• Berita Terkini

    Rabu, 26 Juli 2017

    AISA Tak Terima Tudingan Beras Oplosan

    JAKARTA - Manajemen PT Tiga Pilar Sejahrera Food Tbk (AISA) kemarin (25/7) akhirnya memenuhi permintaan Bursa Efek Indonesia (BEI) untuk melakukan public expose insidentil. Dalam paparannya, pihak perseroan membantah tuduhan soal oplosan beras palsu yang dialamatkan kepada cucu usahanya, PT Indo Beras Unggul (IBU). Manajemen mengaku tidak melakukan kesalahan, baik soal produksi, penetapan harga maupun pemberian keterangan nilai gizi.


    Direktur AISA Jo Tjong Seng membeberkan, perseroan menjual beras merek Maknyuss dan Ayam Jago sesuai mekanisme pasar. Gabah kering panen (GKP) yang digunakan memang dibeli seharga Rp 4.900 untuk beras Maknyuss, atau di atas harga pembelian pemerintah (HPP) yakni Rp 3.700. Sementara untuk beras Ayam Jago, harga pembelian gabahnya lebih mahal Rp 2.000 dibanding harga gabah untuk beras Maknyuss. Setiap 1 kilogram (kg) gabah kira-kira mengandung air sekitar 32-50 persen. "Sehingga jika dibulatkan, rata-rata 1 kg gabah bisa menghasilkan 500 gram beras," ujarnya.

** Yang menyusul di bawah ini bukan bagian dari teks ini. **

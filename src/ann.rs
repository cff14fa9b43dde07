//! Approximate nearest-neighbour search over item embeddings.
//!
//! Wraps the `hnsw` crate's hierarchical navigable small-world graph with a
//! cosine metric. The graph lives in memory and is rebuilt from the index
//! database on startup; only the vectors themselves are persisted.

use hnsw::{Hnsw, Params, Searcher};
use rand_pcg::Pcg64;
use serde::Deserialize;
use space::{Metric, Neighbor};

use crate::{
    embedding::cosine_distance,
    error::{Error, Result},
};

/// Tunables for the approximate search.
///
/// Larger `ef_search` explores more of the graph per query, trading latency
/// for recall. `ef_construction` does the same at build time. The per-node
/// fan-out is a type parameter of [`AnnGraph`].
#[derive(Debug, Clone, PartialEq, Deserialize)]
#[serde(default, deny_unknown_fields)]
pub struct AnnParams {
    pub ef_construction: usize,
    pub ef_search: usize,
    /// Maximum number of embedding batches in flight while seeding.
    pub num_threads: usize,
    /// Texts per embedding request while seeding.
    pub batch_size: usize,
}

impl Default for AnnParams {
    fn default() -> Self {
        Self {
            ef_construction: 100,
            ef_search: 10,
            num_threads: 4,
            batch_size: 100,
        }
    }
}

impl AnnParams {
    pub fn validate(&self) -> Result<()> {
        for (name, value) in [
            ("ef_construction", self.ef_construction),
            ("ef_search", self.ef_search),
            ("num_threads", self.num_threads),
            ("batch_size", self.batch_size),
        ] {
            if value == 0 {
                return Err(Error::Config(format!("index.{name} must be positive")));
            }
        }
        Ok(())
    }
}

/// Cosine distance quantized onto `u32`, as the graph needs a totally
/// ordered unit. `[0, 2]` maps onto `[0, u32::MAX]`.
struct CosineDistance;

const DISTANCE_SCALE: f32 = u32::MAX as f32 / 2.0;

impl Metric<Box<[f32]>> for CosineDistance {
    type Unit = u32;

    fn distance(&self, a: &Box<[f32]>, b: &Box<[f32]>) -> u32 {
        (cosine_distance(a, b) * DISTANCE_SCALE) as u32
    }
}

/// HNSW graph with `M` links per node on upper layers and `M0` on layer 0.
pub struct AnnGraph<const M: usize = 16, const M0: usize = 32> {
    graph: Hnsw<CosineDistance, Box<[f32]>, Pcg64, M, M0>,
    dimension: usize,
    ef_search: usize,
}

impl<const M: usize, const M0: usize> AnnGraph<M, M0> {
    pub fn new(dimension: usize, params: &AnnParams) -> Self {
        Self {
            graph: Hnsw::new_params(
                CosineDistance,
                Params::new().ef_construction(params.ef_construction),
            ),
            dimension,
            ef_search: params.ef_search,
        }
    }

    /// Build a graph from vectors; node `i` corresponds to `vectors[i]`.
    pub fn build(
        dimension: usize,
        params: &AnnParams,
        vectors: impl IntoIterator<Item = Vec<f32>>,
    ) -> Result<Self> {
        let mut graph = Self::new(dimension, params);
        let mut searcher = Searcher::default();
        for vector in vectors {
            graph.insert(vector, &mut searcher)?;
        }
        Ok(graph)
    }

    fn insert(
        &mut self,
        vector: Vec<f32>,
        searcher: &mut Searcher<u32>,
    ) -> Result<usize> {
        self.check_dimension(vector.len())?;
        Ok(self.graph.insert(vector.into_boxed_slice(), searcher))
    }

    pub fn len(&self) -> usize {
        self.graph.len()
    }

    pub fn is_empty(&self) -> bool {
        self.len() == 0
    }

    pub fn dimension(&self) -> usize {
        self.dimension
    }

    /// Up to `k` approximate nearest nodes as `(node, cosine distance)`,
    /// nearest first.
    ///
    /// Exploration is `max(ef_search, k)` so a large `k` is never starved.
    /// Takes `&self`: each call uses its own searcher, so concurrent queries
    /// need no locking.
    pub fn nearest(&self, query: &[f32], k: usize) -> Result<Vec<(usize, f32)>> {
        self.check_dimension(query.len())?;

        let k = k.min(self.len());
        if k == 0 {
            return Ok(Vec::new());
        }

        let mut searcher = Searcher::default();
        let mut neighbors = vec![
            Neighbor {
                index: !0,
                distance: !0,
            };
            k
        ];
        let query: Box<[f32]> = query.into();
        let ef = self.ef_search.max(k);
        let found = self.graph.nearest(&query, ef, &mut searcher, &mut neighbors);

        Ok(found
            .iter()
            .filter(|n| n.index != !0)
            .map(|n| (n.index, cosine_distance(&query, self.graph.feature(n.index))))
            .collect())
    }

    fn check_dimension(&self, actual: usize) -> Result<()> {
        if actual != self.dimension {
            return Err(Error::EmbeddingService(format!(
                "embedding dimension mismatch: index has {}, got {actual}",
                self.dimension
            )));
        }
        Ok(())
    }
}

    Perseroan kemudian melakukan penjualan kepada distributor dengan harga Rp 11.600 per kg untuk wilayah Jawa dan Rp 12.200 per kg untuk luar Jawa. Haga jual konsumen di pasar tradisional maupun supermarket rata-rata sebesar Rp 13.700 per kg untuk beras Maknyuss dan Rp 20.400 per kg untuk beras Ayam Jago. "Kami beli jenis IR64. Kalau kemudian harganya mahal itu karena proses penggilingan yang baik, jadi kepala berasnya masih utuh, sampai 95 persen. Berasnya juga putih dan kandungan airnya sedikit sehingga bisa lebih mahal," lanjut Jo Tjong Seng.


    Dia menjelaskan, perusahaan rela membayar gabah lebih mahal untuk menguntungkan petani. Menurutnya, tidak benar jika petani harus ditekan dengan harga beli gabah yang selalu sesuai HPP, karena petani bakal kehilangan kesempatan untuk mendapatkan untung lebih. Petani juga bebas melakukan penjualan gabah, apakah berdasarkan HPP atau harga yang ditentukan mekanisme pasar.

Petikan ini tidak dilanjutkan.